«Crees que no voy a hacerte daño joder pero voy a ir a por ti so cabrón. Confiaba en ti joder y me hiciste esto. Voy a arrancarte la polla y te la voy a meter en la garganta Te encontrarán asfixiado con tu propia polla Cuando termine contigo ni tu propia madre te va a reconocer voy a matarte Strike pedazo de mierda»[5].
—Hace un bonito día en la calle.
—¿Puede leer esto, por favor?
Era lunes por la mañana y Strike acababa de volver de fumar bajo el sol de la calle y de charlar con la chica de la tienda de discos de enfrente. Robin volvía a llevar el pelo suelto. Estaba claro que no tendría entrevistas ese día. Aquella deducción y los efectos del sol tras la lluvia levantaron juntos el ánimo de Strike. Sin embargo, Robin parecía tensa, de pie tras su mesa y sosteniendo en el aire un papel rosa adornado con los habituales gatitos.
—¿Todavía sigue mandándome esas cosas?
Strike cogió la carta y la leyó, sonriendo.
—No entiendo por qué no va a la policía —protestó Robin—. Las cosas que dice que quiere hacerle…
—Guárdala —dijo Strike con desdén, lanzando la carta a la mesa y revolviendo el resto del exiguo montón de cartas.
—Sí, bueno.

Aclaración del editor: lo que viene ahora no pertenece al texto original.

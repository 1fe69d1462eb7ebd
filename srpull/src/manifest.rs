use std::sync::Arc;

use bytes::Bytes;
use log::{info, trace, warn};
use oci_spec::image::Digest;

use crate::PullError;
use crate::client::ClientError;
use crate::getter::{RemoteBlobGetter, candidate_repositories};
use crate::mirror::{PullKind, repo_string};
use srdriver::{DriverError, ManifestStore};
use srmeta::ImageStream;

// read-through for manifests: local unknown-revision turns into a walk over
// the stream's remote repositories with per-reference credentials. a fetched
// manifest is written back into the local store when mirroring is on, but
// only best-effort
pub struct PullthroughManifestService {
    local: Arc<dyn ManifestStore>,
    getter: Arc<RemoteBlobGetter>,
    mirror: bool,
    insecure_covers_registry: bool,
}

impl PullthroughManifestService {
    pub fn new(
        local: Arc<dyn ManifestStore>,
        getter: Arc<RemoteBlobGetter>,
        mirror: bool,
        insecure_covers_registry: bool,
    ) -> Self {
        Self {
            local,
            getter,
            mirror,
            insecure_covers_registry,
        }
    }

    pub async fn get(
        &self,
        stream: &ImageStream,
        digest: &Digest,
    ) -> Result<(String, Bytes), PullError> {
        match self.local.get_manifest(digest).await {
            Ok(found) => return Ok(found),
            Err(DriverError::NotFound) => {}
            Err(e) => return Err(e.into()),
        }

        let (primary, secondary) = candidate_repositories(stream, self.insecure_covers_registry);
        let mut first_err: Option<PullError> = None;
        let mut ratelimited = false;

        for candidate in primary.iter().chain(secondary.iter()) {
            let sources = match self
                .getter
                .resolver()
                .resolve(&candidate.reference, PullKind::Digest)
            {
                Ok(sources) => sources,
                Err(e) => return Err(e),
            };
            for source in sources {
                if source.resolve_registry() == self.getter.local_registry() {
                    trace!("skipping manifest pullthrough into ourselves for {}", digest);
                    continue;
                }
                let repo = self.getter.repository(&source, candidate.insecure);
                match repo.get_manifest(&digest.to_string()).await {
                    Ok(Some((media_type, got_digest, payload))) => {
                        if &got_digest != digest {
                            warn!(
                                "remote {} answered manifest {} for {}",
                                repo_string(&source),
                                got_digest,
                                digest
                            );
                            continue;
                        }
                        if self.mirror {
                            match self
                                .local
                                .put_manifest(digest, &media_type, payload.clone())
                                .await
                            {
                                Ok(()) => info!("mirrored manifest {}", digest),
                                Err(e) => {
                                    warn!("mirroring manifest {} failed: {:?}", digest, e)
                                }
                            }
                        }
                        return Ok((media_type, payload));
                    }
                    Ok(None) => {}
                    Err(ClientError::TooManyRequests) => {
                        ratelimited = true;
                    }
                    Err(e) => {
                        warn!(
                            "manifest pullthrough from {} failed: {:?}",
                            repo_string(&source),
                            e
                        );
                        if first_err.is_none() {
                            first_err = Some(e.into());
                        }
                    }
                }
            }
        }

        if ratelimited {
            Err(PullError::TooManyRequests)
        } else if let Some(e) = first_err {
            Err(PullError::PullthroughManifest(Box::new(e)))
        } else {
            Err(PullError::ManifestUnknown)
        }
    }
}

Eso no es todo —comentó Robin claramente molesta por la actitud de él—. Acaban de llamar de Soluciones Temporales.
—¿Sí? ¿Qué querían?
—Preguntaban por mí —respondió Robin—. Claramente sospechan que sigo aquí.
—¿Y qué les has dicho?
—He fingido que soy otra persona.
—Muy ágil. ¿Quién?
—He dicho que me llamo Annabel.
—Cuando a la gente se le pide que diga un nombre falso en el acto, normalmente elige uno que empieza por «A», ¿lo sabías?
—Pero ¿y si envían a alguien para comprobarlo?
—¿Qué pasa?
—¡Es a usted a quien le van a pedir dinero, no a mí! ¡Tratarán de hacerle pagar una tarifa de contratación!
Sonrió ante la auténtica preocupación de ella de que tuviera que pagar un dinero que no podía permitirse. Tenía la intención de pedirle que llamara al despacho de Freddie Bestigui otra vez y que empezara a buscar por los directorios de teléfonos de internet el número de la tía de Rochelle Onifade que vivía en Kilburn.
—Vale, pues desalojemos la oficina —dijo en su lugar—. Iba a ver un lugar llamado Vashti esta mañana antes de reunirme con Bristow. Quizá parecería más natural si fuéramos los dos.
—¿Vashti? ¿La boutique? —preguntó Robin de inmediato.
—Sí. La conoces, ¿no?
Ahora era Robin la que sonreía. Había leído sobre ese lugar en las revistas. Para ella, ese sitio encarnaba el glamur de Londres, un lugar donde los editores de moda encontraban ropas fabulosas para mostrar a sus lectores, prendas que costarían el salario de Robin de seis meses.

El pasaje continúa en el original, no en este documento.